Mr Podolchak is coy about whether his interest in masochism goes beyond just theory: 'This is my own business. As an artist I sometimes act like a masochist, sometimes as a sadist. Art allows you to do anything without legal problems afterwards. I can kill my heroes, violate my heroes.'

There is ample evidence of both in his attic studio, just above his mother's flat in one of Lvov's most prestigious buildings. A naked baby doll hangs from the wall by a string tied around a broken neck. His paintings, skilfully executed and deeply disturbing, bear titles like The Last Orgasm of St Sebastian and tend to feature mutilated bodies.

Such peculiar images do not sit easily with Lvov's role as a centre of traditional culture, a culture with deep roots in the Church and a tenacious loyalty to Ukrainian Greek Catholicism.

Another hurdle blocking Sacher-Masoch's resurrection is bureaucracy. Even the most conventional hero must pass through an obstacle course of red tape and committees before being honoured with a banal statue. The town council must vote and the public must have its say. 'In this seat, I must try to avoid stirring up conflict in society,' says Mr Kopets, the culture bureaucrat. 'I don't think there will be wide support for Sacher-Masoch.'

So far, few Lvovites, even on Copernicus Street, have even heard of their difficult local hero, so well hidden is his secret. And those who have are in no rush to claim him. 'If there is a society for him, there will soon be one against him,' predicts Zinovy Borenko, a young lawyer who works on the ground floor of what used to be Sacher-Masoch's house. He is mildly curious, but worries about complications. He takes down a dog-eared copy of the Ukrainian criminal code from the shelf and checks to make sure masochism is not illegal. It is not. Homosexuality is.

Would Sacher-Masoch himself cheer attempts to revive his name? Perhaps not. He elevated humiliation to an art form, but was mortified when the sexologist Krafft-Ebing coined the term masochism. He worried that he would never live it down. He was right. Taking a different view, though, are his home town fans in Lvov, so far frustrated in their attempts to secure a local tribute. 'The best memorial for Masoch is the term masochism. With this he becomes eternal,' says Mr Podolchak, the artist. 'We cannot imagine a better monument.'


Today Sacher-Masoch is famous only for contributing his name to the catalogue of sexual deviations. But he was a man of diverse interests and achievement: Darwinist, atheist, follower of Schopenhauer, democrat and anti-monarchist, he called for the reform of working conditions and even had proposals for a United States of Europe almost 100 years before the Treaty of Rome. His study of the European Jewish community, Jewish Tales (1878), is still regarded as one of the best ever written.

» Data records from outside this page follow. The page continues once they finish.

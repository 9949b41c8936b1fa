//! Storage Module
//!
//! This module provides the item store behind the protocol layer: a
//! thread-safe, sharded map of memcached items with lazy expiry, plus an
//! optional background sweeper.
//!
//! ## Architecture
//!
//! ```text
//! ┌─────────────────────────────────────────────────────────────┐
//! │           CacheStore (trait used by the commands)           │
//! └──────────────────────────────┬──────────────────────────────┘
//!                                │
//! ┌──────────────────────────────▼──────────────────────────────┐
//! │                        MemoryStore                          │
//! │  ┌─────────┐ ┌─────────┐ ┌─────────┐ ┌─────────┐           │
//! │  │ Shard 0 │ │ Shard 1 │ │ Shard 2 │ │...64    │           │
//! │  │ RwLock  │ │ RwLock  │ │ RwLock  │ │ shards  │           │
//! │  └─────────┘ └─────────┘ └─────────┘ └─────────┘           │
//! └─────────────────────────────────────────────────────────────┘
//!                            ▲
//!                            │ (optional)
//!              ┌─────────────┴─────────────┐
//!              │     ExpirySweeper         │
//!              └───────────────────────────┘
//! ```
//!
//! ## Example
//!
//! ```
//! use flashcache::storage::{CacheStore, Item, MemoryStore};
//! use bytes::Bytes;
//!
//! let store = MemoryStore::new();
//!
//! assert!(store.add(Bytes::from("session"), Item::new(Bytes::from("token123"), 0, 3600)));
//! assert!(!store.add(Bytes::from("session"), Item::new(Bytes::from("other"), 0, 0)));
//! assert!(store.delete(b"session"));
//! ```

pub mod engine;
pub mod expiry;

pub use engine::{CacheStore, Item, MemoryStore, StoreStats};
pub use expiry::{ExpiryConfig, ExpirySweeper};
//! Memcached Text Protocol Implementation
//!
//! This module frames memcached text commands off a byte stream and
//! serializes the replies.
//!
//! ## Modules
//!
//! - `types`: `Frame` and `Reply`, and reply serialization
//! - `parser`: the `CommandFramer` that reads frames from a buffered reader
//!
//! ## Example
//!
//! ```ignore
//! use flashcache::protocol::{CommandFramer, Reply};
//!
//! // Framing incoming data
//! let mut framer = CommandFramer::new(&b"set name 0 0 4\r\nAriz\r\n"[..]);
//! let frame = framer.read_frame().await?.unwrap();
//!
//! // Creating replies
//! let bytes = Reply::Stored.serialize();
//! ```

pub mod parser;
pub mod types;

pub use parser::{CommandFramer, FrameError, DEFAULT_MAX_LINE, DEFAULT_MAX_PAYLOAD};
pub use types::{verb, Frame, Reply};
//! Server Configuration
//!
//! Command-line flags for the server. Flag names follow memcached where an
//! equivalent exists (`-l`, `-p`, `-I`).

use crate::connection::ConnectionConfig;
use clap::Parser;
use std::time::Duration;

/// FlashCache - an in-memory, memcached-compatible cache server
#[derive(Parser, Debug, Clone, PartialEq, Eq)]
#[command(name = "flashcache")]
#[command(version)]
pub struct Config {
    /// Interface to listen on
    #[arg(short = 'l', long = "listen", default_value = crate::DEFAULT_HOST)]
    pub host: String,

    /// TCP port to listen on
    #[arg(short, long, default_value_t = crate::DEFAULT_PORT)]
    pub port: u16,

    /// Largest accepted item payload, in bytes
    #[arg(short = 'I', long, default_value_t = crate::protocol::DEFAULT_MAX_PAYLOAD)]
    pub max_item_size: usize,

    /// Close connections idle for this many seconds (0 disables)
    #[arg(long, default_value_t = 0)]
    pub idle_timeout: u64,

    /// Background expiry sweep interval in milliseconds (0 disables)
    #[arg(long, default_value_t = 0)]
    pub sweep_interval_ms: u64,

    /// Log filter used when RUST_LOG is not set
    #[arg(long, default_value = "info")]
    pub log_level: String,
}

impl Default for Config {
    fn default() -> Self {
        Self {
            host: crate::DEFAULT_HOST.to_string(),
            port: crate::DEFAULT_PORT,
            max_item_size: crate::protocol::DEFAULT_MAX_PAYLOAD,
            idle_timeout: 0,
            sweep_interval_ms: 0,
            log_level: "info".to_string(),
        }
    }
}

impl Config {
    /// Returns the bind address as a string
    pub fn bind_address(&self) -> String {
        format!("{}:{}", self.host, self.port)
    }

    pub fn idle_timeout(&self) -> Option<Duration> {
        (self.idle_timeout > 0).then(|| Duration::from_secs(self.idle_timeout))
    }

    pub fn sweep_interval(&self) -> Option<Duration> {
        (self.sweep_interval_ms > 0).then(|| Duration::from_millis(self.sweep_interval_ms))
    }

    /// The per-connection part of the configuration.
    pub fn connection(&self) -> ConnectionConfig {
        ConnectionConfig {
            max_item_size: self.max_item_size,
            idle_timeout: self.idle_timeout(),
            ..ConnectionConfig::default()
        }
    }
}
// Copyright 2026 Kithare Organization
// SPDX-License-Identifier: MIT

//! Subcommand implementations for the `kithare` binary.

pub mod ast;
pub mod check;
pub mod tokens;

use camino::Utf8Path;
use miette::{Context, IntoDiagnostic, Result};

/// Reads a source file, attaching the path to any I/O error.
pub fn read_source(path: &Utf8Path) -> Result<String> {
    std::fs::read_to_string(path)
        .into_diagnostic()
        .wrap_err_with(|| format!("failed to read {path}"))
}
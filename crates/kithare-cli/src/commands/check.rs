// Copyright 2026 Kithare Organization
// SPDX-License-Identifier: MIT

//! The `kithare check` command: parse a file and report diagnostics.

use camino::Utf8Path;
use kithare_core::source_analysis::parse;
use miette::Result;
use tracing::debug;

use crate::commands::read_source;
use crate::diagnostic::RenderedDiagnostic;

pub fn run(path: &Utf8Path) -> Result<()> {
    let source = read_source(path)?;
    let (statements, diagnostics) = parse(&source);
    debug!(
        statements = statements.len(),
        diagnostics = diagnostics.len(),
        "checked {path}"
    );

    if diagnostics.is_empty() {
        println!(
            "{path}: ok ({} statement{})",
            statements.len(),
            if statements.len() == 1 { "" } else { "s" }
        );
        return Ok(());
    }

    for diagnostic in &diagnostics {
        let report =
            miette::Report::new(RenderedDiagnostic::from_core(diagnostic, path.as_str(), &source));
        eprintln!("{report:?}");
    }
    miette::bail!(
        "{path}: {} error{} found",
        diagnostics.len(),
        if diagnostics.len() == 1 { "" } else { "s" }
    );
}
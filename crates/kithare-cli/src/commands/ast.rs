// Copyright 2026 Kithare Organization
// SPDX-License-Identifier: MIT

//! The `kithare ast` command: parse a file and print the tree.

use camino::Utf8Path;
use kithare_core::source_analysis::parse;
use kithare_core::unparse::unparse_statements;
use miette::Result;

use crate::commands::read_source;
use crate::diagnostic::RenderedDiagnostic;

pub fn run(path: &Utf8Path, unparse: bool) -> Result<()> {
    let source = read_source(path)?;
    let (statements, diagnostics) = parse(&source);

    if unparse {
        println!("{}", unparse_statements(&statements));
    } else {
        println!("{statements:#?}");
    }

    for diagnostic in &diagnostics {
        let report =
            miette::Report::new(RenderedDiagnostic::from_core(diagnostic, path.as_str(), &source));
        eprintln!("{report:?}");
    }

    Ok(())
}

He wrote two novels in the 1860s that were to establish him on the European scene and lead critics to compare him favourably with Turgenev: Don Juan of Kolomea (1864) and The Separated Wife (1865). The latter featuring an imperious and cruel femme fatale, the often repeated motif that immortalised him.

He desired to create a Northern Venus, an icy beauty in furs to rival her southern counterpart; and so Venus in Furs, the book on which his lasting fame is based, was written and later published in Germany in 1870. The book, although brutal at times, is today regarded as a deeply romantic tale and a classic of European decadent literature, ranking alongside Mirbeau's Torture Garden and Huysman's Against Nature.

In 1873 he married Aurora von Rumelin, who wrote a number of novels under the pseudonym Wanda von Dunajev and is the Wanda of Venus in Furs. He received a great deal of female correspondence as a result of his work, of which he took full advantage.

Apparently Sacher-Masoch died in 1895, shortly after his wife found him in his study, the body of his beloved cat strangled on his lap and his hands covered in blood due to the cat's last desperate struggle. There is still some speculation that he did not die but was whisked away to an asylum where he survived for a further 10 years.